Since the beginning of the war, thousands of Ukrainians have come to Scotland seeking a safe and secure home. Churches and faith communities have an important role to play in welcoming Ukrainians and ensuring that they are supported within their communities.

Thanks to funding from Action of Churches Together in Scotland we were able to employ David Moodie as Churches Support Officer who has a dedicated role in assisting churches across Scotland in their responses. If you or your church are already supporting Ukrainians, or would like advice or help to begin work in your community, David would love to hear from you. Please get in touch for more information, advice, and support:

Below you can find information, resources, and advice for churches and faith groups as they seek to have a positive impact. In all of your responses, please consider whether these could be extended to refugees and asylum seekers from across the world who are seeking to rebuild their lives in Scotland.

Understanding the Context

Since the beginning of the war in Ukraine around 14 million Ukrainian people have been displaced from their homes. Over 7 million have crossed borders in order to seek safety across Europe.

As of 07/02/23 there are over 23,000 Ukrainian displaced people living in Scotland. Families and individuals are being hosted in private homes, larger numbers are temporarily housed in hotels or on one of the two commissioned ships (MS Victoria in Edinburgh and MS Ambition is Glasgow), and some people have found their own accommodation. Ukrainians are now staying in every local authority across the country.
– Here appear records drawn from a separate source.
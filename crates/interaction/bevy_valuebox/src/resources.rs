use bevy::prelude::*;
use valuebox_interaction_core::{
    CodePreview, InsertionAnimator, ManualClock, PickController, ValueboxConfig,
};
use valuebox_scene_core::{PointerEvent, ViewportState};

/// Insertion controller driven by the app's `Time`.
#[derive(Resource)]
pub struct ValueboxAnimator(pub InsertionAnimator<Entity, ManualClock>);

#[derive(Resource)]
pub struct ValueboxPicker(pub PickController<Entity>);

#[derive(Resource, Debug, Clone)]
pub struct ValueboxSettings {
    pub config: ValueboxConfig,
    /// Material alpha of the boxes while translucent.
    pub translucent_alpha: f32,
}

impl Default for ValueboxSettings {
    fn default() -> Self {
        Self {
            config: ValueboxConfig::default(),
            translucent_alpha: 0.5,
        }
    }
}

/// Whether label glyph resources are loaded. While false, values are skipped
/// instead of spawning labels.
#[derive(Resource, Debug, Clone, Copy)]
pub struct LabelAssets {
    pub ready: bool,
}

impl Default for LabelAssets {
    fn default() -> Self {
        Self { ready: true }
    }
}

#[derive(Debug, Clone, PartialEq)]
pub enum PointerAction {
    Down(PointerEvent),
    Move(PointerEvent),
    Up,
}

/// Pointer input captured this frame, consumed by the pick handler. Apps
/// with their own input handling may push into it directly.
#[derive(Resource, Debug, Default)]
pub struct PointerQueue {
    pub pending: Vec<(PointerAction, ViewportState)>,
}

impl PointerQueue {
    pub fn push(&mut self, action: PointerAction, viewport: ViewportState) {
        self.pending.push((action, viewport));
    }
}

#[derive(Resource, Debug, Default, Clone, Copy)]
pub struct OpacityState {
    pub translucent: bool,
}

/// Preview of the most recent submission, for the app's code panel.
#[derive(Resource, Debug, Default, Clone)]
pub struct LatestPreview(pub Option<CodePreview>);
In March 2021, the UK Government established pathways for Ukrainians to come to the UK, including the ‘Ukraine Family Scheme’, which allowed Ukrainians to reunite with their family members already in the UK, as well as the ‘Homes for Ukraine’ scheme which allowed individuals to sponsor Ukrainians and host them in their homes for a minimum of 6 months. In addition, the Scottish Government launched the ‘Super Sponsor Scheme’ which removes the need for Ukrainian applicants to be matched to a named individual before they are cleared to travel to the UK through the visa system, and the Scottish Government runs a centralised matching service.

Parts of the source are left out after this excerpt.